Criterion- Kant's Categorical Imperative Theory

Contention 1- Governments have moral obligation to their people
Developing countries do not know always where to start putting their money and time into, this is why the United Nations made eight primary goals that developing countries need to work on. These eight goals are 1. Eradicate extreme poverty and hunger 2. Achieve universal primary education 3. Promote gender equality and empower women 4. Reduce child mortality 5. Improve maternal health 6. Combat HIV/Aids, malaria, and other diseases 7. Ensure environmental stability 8. Global partnership for development. These 8 ideals are the first things that developing countries need to work on. The most relevant for today's debate will have to be environmental stability, which is the same thing as environmental protection.
Countries also have moral obligations to their people that can not be achieved if resource extraction is prioritized over resource protection. Countries have an obligation to provide clean water to their people, but they can"t when oil and other pollutants are being dumped in it by resource extraction companies, or factories. WWDR writes, "Up to 90 % of wastewater in developing countries flows untreated into rivers, lakes and highly productive coastal zones, threatening health, food security and access to safe drinking and bathing water." With all of this waste water flowing into streams and rivers people no longer can have clean water. Also WWAP writes, "In developing countries, 70 percent of industrial waste is dumped untreated into waters where they pollute the usable water supply." Countries that prioritize resource extraction have a harder time obtaining clean drinking water.
Secondly countries have an obligation to provide food to their people.

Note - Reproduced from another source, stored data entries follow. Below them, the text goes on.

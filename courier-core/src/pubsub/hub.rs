//! In-process hub transport
//!
//! Connects several buses living in the same process, standing in for a
//! network transport. A frame sent by one attached bus is delivered to every
//! other attached bus; the sender's own subscribers are served by its local
//! loopback, so nothing is delivered twice.

use super::queue::PushError;
use super::traits::TransportKind;
use super::transport::{InboundSink, Transport, TransportError};
use async_trait::async_trait;
use std::sync::atomic::{AtomicBool, Ordering};
use std::sync::{Arc, Mutex, MutexGuard, PoisonError};
use tracing::debug;
use uuid::Uuid;

/// Shared fan-out point for [`HubTransport`]s
#[derive(Debug, Default)]
pub struct MemoryHub {
    nodes: Mutex<Vec<(Uuid, InboundSink)>>,
    closed: AtomicBool,
}

impl MemoryHub {
    /// Create a new hub
    pub fn new() -> Arc<Self> {
        Arc::new(Self::default())
    }

    /// Create a transport attached to this hub.
    ///
    /// The node joins the hub when a bus registers its sink.
    pub fn transport(self: &Arc<Self>) -> HubTransport {
        HubTransport {
            hub: self.clone(),
            node: Uuid::new_v4(),
        }
    }

    /// Number of attached nodes
    pub fn node_count(&self) -> usize {
        self.lock().len()
    }

    /// Detach every node; subsequent sends fail with `Closed`
    pub fn close(&self) {
        self.closed.store(true, Ordering::Release);
        self.lock().clear();
    }

    fn lock(&self) -> MutexGuard<'_, Vec<(Uuid, InboundSink)>> {
        self.nodes.lock().unwrap_or_else(PoisonError::into_inner)
    }

    fn peers_of(&self, node: Uuid) -> Vec<InboundSink> {
        self.lock()
            .iter()
            .filter(|(id, _)| *id != node)
            .map(|(_, sink)| sink.clone())
            .collect()
    }
}

/// One bus's attachment to a [`MemoryHub`]
#[derive(Debug, Clone)]
pub struct HubTransport {
    hub: Arc<MemoryHub>,
    node: Uuid,
}

impl HubTransport {
    /// Node id of this attachment
    pub fn node_id(&self) -> &Uuid {
        &self.node
    }
}

#[async_trait]
impl Transport for HubTransport {
    async fn send(&self, channel: &str, payload: &[u8]) -> Result<(), TransportError> {
        if self.hub.closed.load(Ordering::Acquire) {
            return Err(TransportError::Closed);
        }

        // Drops are counted by the receiving bus; only a closed peer matters here
        for peer in self.hub.peers_of(self.node) {
            if let Err(PushError::Closed) = peer.deliver(channel, payload.to_vec()).await {
                debug!(channel = %channel, "Hub peer closed, frame not delivered");
            }
        }
        Ok(())
    }

    fn on_receive(&self, sink: InboundSink) {
        if self.hub.closed.load(Ordering::Acquire) {
            return;
        }
        let mut nodes = self.hub.lock();
        nodes.retain(|(id, _)| *id != self.node);
        nodes.push((self.node, sink));
        debug!(node = %self.node, nodes = nodes.len(), "Node attached to hub");
    }

    fn kind(&self) -> TransportKind {
        TransportKind::Hub
    }

    async fn close(&self) {
        self.detach();
    }

    fn detach(&self) {
        let mut nodes = self.hub.lock();
        let before = nodes.len();
        nodes.retain(|(id, _)| *id != self.node);
        if nodes.len() != before {
            debug!(node = %self.node, "Node detached from hub");
        }
    }
}
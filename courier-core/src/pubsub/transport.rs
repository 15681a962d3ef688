//! Transport contract
//!
//! A transport moves frames between processes or machines. The bus needs
//! only two things from it: best-effort egress via [`Transport::send`], and
//! a place to push received frames, handed over once through
//! [`Transport::on_receive`] as an [`InboundSink`].

use super::diagnostics::{DiagnosticEvent, DiagnosticsSink};
use super::message::InboundMessage;
use super::queue::{InboundQueue, PushError};
use super::traits::TransportKind;
use async_trait::async_trait;
use std::fmt;
use std::sync::Arc;
use std::time::Duration;
use thiserror::Error;

/// Transport errors
#[derive(Debug, Clone, PartialEq, Eq, Error)]
pub enum TransportError {
    /// The frame could not be sent
    #[error("send failed: {0}")]
    Send(String),

    /// The send did not complete in time
    #[error("send timed out after {0:?}")]
    Timeout(Duration),

    /// The transport has been shut down
    #[error("transport closed")]
    Closed,

    /// No runtime available to drive the send
    #[error("transport unavailable: {0}")]
    Unavailable(String),
}

/// Physical delivery of frames
#[async_trait]
pub trait Transport: Send + Sync + fmt::Debug {
    /// Send a frame. Best effort; no retries are expected of the caller.
    async fn send(&self, channel: &str, payload: &[u8]) -> Result<(), TransportError>;

    /// Register the sink that received frames should be delivered to.
    ///
    /// Called once, when the bus is built.
    fn on_receive(&self, sink: InboundSink);

    /// Whether the bus should deliver its own publications to local
    /// subscribers itself
    fn wants_loopback(&self) -> bool {
        true
    }

    /// Whether `send` does anything; `false` lets the bus skip it
    fn has_egress(&self) -> bool {
        true
    }

    /// Transport type for monitoring
    fn kind(&self) -> TransportKind {
        TransportKind::Custom
    }

    /// Release transport resources
    async fn close(&self) {}

    /// Stop delivering into the registered sink, without waiting.
    ///
    /// Called when a bus is dropped without being stopped.
    fn detach(&self) {}
}

/// Entry point for frames received by a transport.
///
/// Cloneable and cheap to share across receive threads. Frames exceeding
/// the bus limits are rejected; drops are counted by the bus and reported
/// to its diagnostics sink.
#[derive(Clone)]
pub struct InboundSink {
    queue: Arc<InboundQueue>,
    diagnostics: Arc<dyn DiagnosticsSink>,
    max_channel_length: usize,
    max_payload_size: usize,
}

impl InboundSink {
    pub(crate) fn new(
        queue: Arc<InboundQueue>,
        diagnostics: Arc<dyn DiagnosticsSink>,
        max_channel_length: usize,
        max_payload_size: usize,
    ) -> Self {
        Self {
            queue,
            diagnostics,
            max_channel_length,
            max_payload_size,
        }
    }

    /// Deliver a frame, waiting for room if the bus uses the `Block` policy.
    ///
    /// # Errors
    ///
    /// `Oversized`, `Dropped` or `Closed`.
    pub async fn deliver(&self, channel: &str, payload: impl Into<Vec<u8>>) -> Result<(), PushError> {
        let message = self.admit(channel, payload.into())?;
        let result = self.queue.push(message).await;
        self.settle(channel, result)
    }

    /// Deliver a frame without waiting.
    ///
    /// # Errors
    ///
    /// `Oversized`, `Dropped` or `Closed`.
    pub fn try_deliver(&self, channel: &str, payload: impl Into<Vec<u8>>) -> Result<(), PushError> {
        let message = self.admit(channel, payload.into())?;
        let result = self.queue.try_push(message);
        self.settle(channel, result)
    }

    fn admit(&self, channel: &str, payload: Vec<u8>) -> Result<InboundMessage, PushError> {
        if channel.len() > self.max_channel_length || payload.len() > self.max_payload_size {
            tracing::warn!(
                channel = %channel,
                size = payload.len(),
                "Rejected oversized inbound frame"
            );
            return Err(PushError::Oversized);
        }
        Ok(InboundMessage::new(channel, payload))
    }

    fn settle(
        &self,
        channel: &str,
        result: Result<Option<InboundMessage>, PushError>,
    ) -> Result<(), PushError> {
        match result {
            Ok(None) => Ok(()),
            Ok(Some(evicted)) => {
                self.report_drop(&evicted.channel);
                Ok(())
            }
            Err(PushError::Dropped) => {
                self.report_drop(channel);
                Err(PushError::Dropped)
            }
            Err(e) => Err(e),
        }
    }

    fn report_drop(&self, channel: &str) {
        self.diagnostics.report(DiagnosticEvent::MessageDropped {
            channel: channel.to_string(),
            dropped_total: self.queue.dropped(),
        });
    }
}

impl fmt::Debug for InboundSink {
    fn fmt(&self, f: &mut fmt::Formatter<'_>) -> fmt::Result {
        f.debug_struct("InboundSink")
            .field("queue", &self.queue)
            .finish_non_exhaustive()
    }
}

/// In-process only transport: no egress, every publication is looped back.
///
/// This is the default transport of a bus.
#[derive(Debug, Default, Clone, Copy)]
pub struct LocalTransport;

#[async_trait]
impl Transport for LocalTransport {
    async fn send(&self, _channel: &str, _payload: &[u8]) -> Result<(), TransportError> {
        Ok(())
    }

    fn on_receive(&self, _sink: InboundSink) {}

    fn has_egress(&self) -> bool {
        false
    }

    fn kind(&self) -> TransportKind {
        TransportKind::Local
    }
}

According to Julia Allen, and Douglas Barnes of the department of environmental studies at the University of California they write, "Deforestation has recently become a major concern for developing countries. Studies have conveyed the impression that many developing countries are on the verge of being transformed into vast deserts and barren mountain watersheds." When countries deforest they limit the biodiversity in the area and eliminate animals from the are. With limited amount of animals means limited amount of few for the few people. When countries focus too much on resource extraction it leads to the hurting of their people. This situation is called Dutch Disease.
Dutch Disease is defined by the Financial Times as, "The negative impact on an economy of anything that gives rise to a sharp inflow of foreign currency, such as the discovery of large oil reserves." This "disease is very common in developing countries that have lots of natural resources at their disposal. Much like the Dutch in the 1960"s countries will over extract different natural resources and have too much wealth in their possession. Having too much wealth in developing countries leads to terrorism and corruption.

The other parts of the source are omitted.